Its really hard in our program because if you miss ANY classes they have a history of attendance to hold against you should they think of putting you on probation and in an extreme case, kick you out of the dance program. Injuries are taken into consideration, but with a grain of salt and at the end of the day you aren’t dancing, that could count against you. It was also super stressful because on top of all our dance and academic classes, we had guest choreographers who were coming in only a week later and there was literally no time to rest let alone heal.
As I found a place on the floor with my icepack on my back, I looked up at my classmates. They were dancing the adage that we normally do in jazz, one of my favourites.

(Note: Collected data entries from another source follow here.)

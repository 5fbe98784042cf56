//! Error types for treasury-config

use thiserror::Error;

/// Configuration error type
#[derive(Error, Debug)]
pub enum ConfigError {
    #[error("File not found: {path}")]
    FileNotFound { path: String },

    #[error("Invalid YAML format: {message}")]
    InvalidYaml { message: String },

    #[error("Missing required field: {field}")]
    MissingField { field: String },

    #[error("Invalid field value: {field} - {reason}")]
    InvalidValue { field: String, reason: String },

    #[error("Failed to read {path}: {message}")]
    Io { path: String, message: String },

    #[error("Validation error: {message}")]
    ValidationError { message: String },
}

impl ConfigError {
    /// Dotted path of the offending field, when the error is about one
    pub fn field(&self) -> Option<&str> {
        match self {
            ConfigError::MissingField { field } | ConfigError::InvalidValue { field, .. } => Some(field),
            _ => None,
        }
    }

    /// One-line remedy shown next to the error at startup
    pub fn hint(&self) -> &'static str {
        match self {
            ConfigError::FileNotFound { .. } => "Pass --config <path>, or write one with --print-default-config",
            ConfigError::InvalidYaml { .. } => "Compare the layout with --print-default-config",
            ConfigError::MissingField { .. } | ConfigError::InvalidValue { .. } => {
                "Fix the field named above and restart"
            }
            ConfigError::Io { .. } => "Check that the file is readable",
            ConfigError::ValidationError { .. } => "Workspace keys and column ids must be unique",
        }
    }
}
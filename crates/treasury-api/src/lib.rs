//! HTTP review console with HTMX support
//!
//! Routes are organized into modules:
//! - routes::review: review grids, bulk actions and row editing per tab
//!
//! Supporting modules:
//! - client: JSON client for the remote workflow authority
//! - interaction: web confirmation and notification collaborators
//! - registry: configured workspaces and their mount state
//! - render: HTML fragments per column kind

pub mod client;
pub mod error;
pub mod interaction;
pub mod registry;
pub mod render;
pub mod routes;

use axum::{
    routing::{get, post},
    Router,
};
use std::sync::Arc;
use tokio::net::TcpListener;

use treasury_config::{Config, ServerConfig};
use treasury_core::{PermissionService, ReviewWorkspace};
use treasury_utils::escape_html;

pub use client::HttpWorkflowEndpoint;
pub use error::ApiError;
pub use registry::WorkspaceRegistry;

/// Application state
#[derive(Clone)]
pub struct AppState {
    pub config: Arc<Config>,
    pub workspaces: Arc<WorkspaceRegistry>,
    pub permissions: Arc<dyn PermissionService>,
}

impl AppState {
    pub fn new(config: Config, workspaces: WorkspaceRegistry, permissions: Arc<dyn PermissionService>) -> Self {
        Self {
            config: Arc::new(config),
            workspaces: Arc::new(workspaces),
            permissions,
        }
    }

    /// Workspaces the permission service lets the user see
    ///
    /// Tabs missing from the visibility map are visible; if the permission
    /// service fails, nothing is.
    pub async fn visible_workspaces(&self) -> Vec<Arc<ReviewWorkspace>> {
        let visibility = match self.permissions.tab_visibility().await {
            Ok(visibility) => visibility,
            Err(e) => {
                log::error!(target: "treasury::http", "Permission lookup failed: {}", e);
                return Vec::new();
            }
        };
        self.workspaces
            .iter()
            .filter(|w| visibility.get(w.key()).copied().unwrap_or(true))
            .cloned()
            .collect()
    }

    /// Look a tab up, enforcing permissions
    pub async fn workspace(&self, tab: &str) -> Result<Arc<ReviewWorkspace>, ApiError> {
        let workspace = self
            .workspaces
            .get(tab)
            .ok_or_else(|| ApiError::NotFound { resource: format!("review tab '{}'", tab) })?;
        let visibility = self.permissions.tab_visibility().await?;
        if !visibility.get(tab).copied().unwrap_or(true) {
            return Err(ApiError::Forbidden { tab: tab.to_string() });
        }
        Ok(workspace)
    }

    /// (key, title) pairs for the navigation sidebar
    pub async fn nav_links(&self) -> Vec<(String, String)> {
        self.visible_workspaces()
            .await
            .iter()
            .map(|w| (w.key().to_string(), w.title().to_string()))
            .collect()
    }
}

/// Create the application router
pub fn create_router(state: AppState) -> Router {
    use routes::review::{
        api_review_preferences, api_review_rows, htmx_collapse_group, htmx_column_order, htmx_column_visibility,
        htmx_edit_cancel, htmx_edit_commit, htmx_edit_field, htmx_edit_start, htmx_expand_row, htmx_filter,
        htmx_group, htmx_page, htmx_page_size, htmx_prepare_action, htmx_refresh, htmx_review_grid, htmx_run_action,
        htmx_select_clear, htmx_select_page, htmx_select_row, htmx_sort, htmx_unmount, page_review,
    };

    Router::new()
        // API endpoints
        .route("/api/health", get(health_check))
        .route("/api/tabs", get(api_tabs))
        .route("/api/review/:tab/rows", get(api_review_rows))
        .route("/api/review/:tab/preferences", get(api_review_preferences))
        // HTMX page routes
        .route("/", get(index_page))
        .route("/review/:tab", get(page_review))
        // HTMX partial routes (grid fragment)
        .route("/review/:tab/grid", get(htmx_review_grid))
        .route("/review/:tab/refresh", post(htmx_refresh))
        .route("/review/:tab/unmount", post(htmx_unmount))
        .route("/review/:tab/filter", post(htmx_filter))
        .route("/review/:tab/sort", post(htmx_sort))
        .route("/review/:tab/group", post(htmx_group))
        .route("/review/:tab/page", post(htmx_page))
        .route("/review/:tab/page-size", post(htmx_page_size))
        .route("/review/:tab/columns/order", post(htmx_column_order))
        .route("/review/:tab/columns/:column/visibility", post(htmx_column_visibility))
        .route("/review/:tab/select/:id", post(htmx_select_row))
        .route("/review/:tab/select-page", post(htmx_select_page))
        .route("/review/:tab/select-clear", post(htmx_select_clear))
        .route("/review/:tab/rows/:id/expand", post(htmx_expand_row))
        .route("/review/:tab/groups/:key/collapse", post(htmx_collapse_group))
        // Bulk review actions
        .route("/review/:tab/actions/:action/prepare", post(htmx_prepare_action))
        .route("/review/:tab/actions/:action", post(htmx_run_action))
        // Row editing
        .route("/review/:tab/rows/:id/edit", post(htmx_edit_start))
        .route("/review/:tab/rows/:id/field", post(htmx_edit_field))
        .route("/review/:tab/rows/:id/commit", post(htmx_edit_commit))
        .route("/review/:tab/rows/:id/cancel", post(htmx_edit_cancel))
        .with_state(state)
}

/// Health check endpoint
async fn health_check() -> &'static str {
    "OK"
}

/// Visible tabs (JSON API)
async fn api_tabs(state: axum::extract::State<AppState>) -> axum::Json<serde_json::Value> {
    let mut tabs = Vec::new();
    for workspace in state.visible_workspaces().await {
        tabs.push(serde_json::json!({
            "key": workspace.key(),
            "title": workspace.title(),
            "resource": workspace.resource(),
            "mounted": state.workspaces.is_mounted(workspace.key()).await,
        }));
    }
    axum::Json(serde_json::Value::Array(tabs))
}

// ==================== Template Functions ====================

/// Base HTML template
pub fn base_html(title: &str, content: &str) -> String {
    format!(
        r#"<!DOCTYPE html>
<html lang="en">
<head>
    <meta charset="UTF-8">
    <meta name="viewport" content="width=device-width, initial-scale=1.0">
    <title>{} - Treasury Review</title>
    <script src="https://unpkg.com/htmx.org@1.9.10"></script>
    <script src="https://cdn.tailwindcss.com"></script>
    <style>
        .htmx-indicator {{ opacity: 0; transition: opacity 0.3s; }}
        .htmx-request .htmx-indicator {{ opacity: 1; }}
        .htmx-request.htmx-indicator {{ opacity: 1; }}
    </style>
</head>
<body class="bg-gray-50 text-gray-900">
    {}
</body>
</html>"#,
        escape_html(title),
        content
    )
}

/// Navigation sidebar listing the visible review tabs
pub fn nav_sidebar(current_path: &str, tabs: &[(String, String)]) -> String {
    let mut nav = String::from("<div class='bg-white border-r h-screen flex flex-col'><div class='p-4 border-b'><h1 class='text-xl font-bold text-indigo-600'>Treasury Review</h1></div><ul class='flex-1 py-2 space-y-1 px-2'>");

    let mut links = vec![("/".to_string(), "Overview".to_string())];
    links.extend(tabs.iter().map(|(key, title)| (render::tab_url(key), title.clone())));

    for (path, label) in &links {
        let is_active = if path == "/" {
            current_path == "/"
        } else {
            current_path.starts_with(path.as_str())
        };
        let active_class = if is_active { "bg-indigo-50 text-indigo-600" } else { "text-gray-600 hover:bg-gray-50" };
        nav.push_str(&format!(
            r#"<li><a href='{}' class='flex items-center gap-2 px-3 py-2 rounded-lg {}'><span>{}</span></a></li>"#,
            path,
            active_class,
            escape_html(label)
        ));
    }
    nav.push_str("</ul></div>");
    nav
}

/// Generate response based on request type (HTMX partial or full page)
pub fn page_response(
    headers: &axum::http::HeaderMap,
    tabs: &[(String, String)],
    title: &str,
    current_path: &str,
    inner_content: &str,
) -> String {
    let is_htmx = headers.get("hx-request").is_some();

    if is_htmx {
        inner_content.to_string()
    } else {
        base_html(
            title,
            &format!(
                r#"<div class='flex flex-col h-screen'>
    <div class='flex flex-1 overflow-hidden'>
        <aside class='w-64 flex-shrink-0'>{}</aside>
        <main class='flex-1 overflow-auto bg-gray-50 p-6'>{}</main>
    </div>
</div>"#,
                nav_sidebar(current_path, tabs),
                inner_content
            ),
        )
    }
}

/// Index page listing the review tabs the user may open
async fn index_page(
    state: axum::extract::State<AppState>,
    headers: axum::http::HeaderMap,
) -> axum::response::Html<String> {
    let workspaces = state.visible_workspaces().await;

    let mut cards = String::new();
    for workspace in &workspaces {
        let status = if state.workspaces.is_mounted(workspace.key()).await {
            let summary = workspace.grid.read().await.summary();
            format!("{} record(s), {} selected", summary.total_records, summary.selected)
        } else {
            "Not loaded yet".to_string()
        };
        cards.push_str(&format!(
            r#"<a href='{}' class='block bg-white rounded-xl shadow-sm p-6 hover:shadow-md'>
                <h3 class='text-lg font-semibold mb-1'>{}</h3>
                <p class='text-sm text-gray-500'>{}</p>
            </a>"#,
            render::tab_url(workspace.key()),
            escape_html(workspace.title()),
            status
        ));
    }
    if workspaces.is_empty() {
        cards.push_str("<p class='text-gray-500'>No review tabs are available for your account.</p>");
    }

    let inner_content = format!(
        r#"<div class='mb-6'><h2 class='text-2xl font-bold'>Review queues</h2>
            <p class='text-sm text-gray-500'>Workflow authority: {}</p></div>
        <div class='grid grid-cols-1 md:grid-cols-2 lg:grid-cols-3 gap-4'>{}</div>"#,
        escape_html(&state.config.authority.base_url),
        cards
    );

    let tabs = state.nav_links().await;
    axum::response::Html(page_response(&headers, &tabs, "Overview", "/", &inner_content))
}

/// Start the HTTP server
///
/// Binds the configured address and serves until Ctrl-C.
pub async fn start_server(config: &ServerConfig, state: AppState) -> std::io::Result<()> {
    let addr = format!("{}:{}", config.host, config.port);
    let tabs: Vec<String> = state.workspaces.iter().map(|w| w.key().to_string()).collect();

    let router = create_router(state);

    let listener = TcpListener::bind(&addr).await?;
    log::info!(target: "treasury::http", "Starting review console on http://{}", addr);
    for tab in &tabs {
        log::info!(target: "treasury::http", "  - {} (review tab)", render::tab_url(tab));
    }
    log::info!(target: "treasury::http", "  - /api/* (JSON API endpoints)");

    axum::serve(listener, router)
        .with_graceful_shutdown(shutdown_signal())
        .await?;
    log::info!(target: "treasury::http", "Server stopped gracefully");
    Ok(())
}

async fn shutdown_signal() {
    if let Err(e) = tokio::signal::ctrl_c().await {
        log::error!(target: "treasury::http", "Could not listen for shutdown signal: {}", e);
        std::future::pending::<()>().await;
    }
}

*I should disclaimer that our style of jazz is very old school, and soulful…down to the original routes of jazz dancing. Our teacher is fabulous and man, can she dance!
Anyways, we usually listen to recordings of live bands playing jazzy music, but for this adage we had the song “Morning Sun” by Melody Gardot. It is so powerful and soulful and with the movement it just made complete sense in my body. I could actually feel myself dancing for the first time in a long time when we learned that adage. It wasn’t just steps anymore in a particular order. It was intuitive, it was natural and it felt beautiful.
Some of my friends joke that its kind of lyrical for our jazz classes, as in the 14 year old lyrical jazz category for competitive dancers. But somehow it just seemed to work for me!
So as I laid there on the floor I could feel myself dancing with the music but at the same time felt so trapped and disabled that I was fighting back tears from just feeling a bit too overwhelmed. Once I calmed down a bit, and I was watching all my friends and classmates dance this adage, something in me changed. I was all of a sudden overcome with such a rush of gratitude and awe of being one of them. Being a part of this class in particular.
Everyone was fully embracing the subtle nuances in the music. They were living the dance too and I could feel that when I watched them! They were dancing bigger than themselves and letting their movement fill up the music with ease and musicality. It made the adage look both simple (which technically speaking, its not 😉 and dynamic.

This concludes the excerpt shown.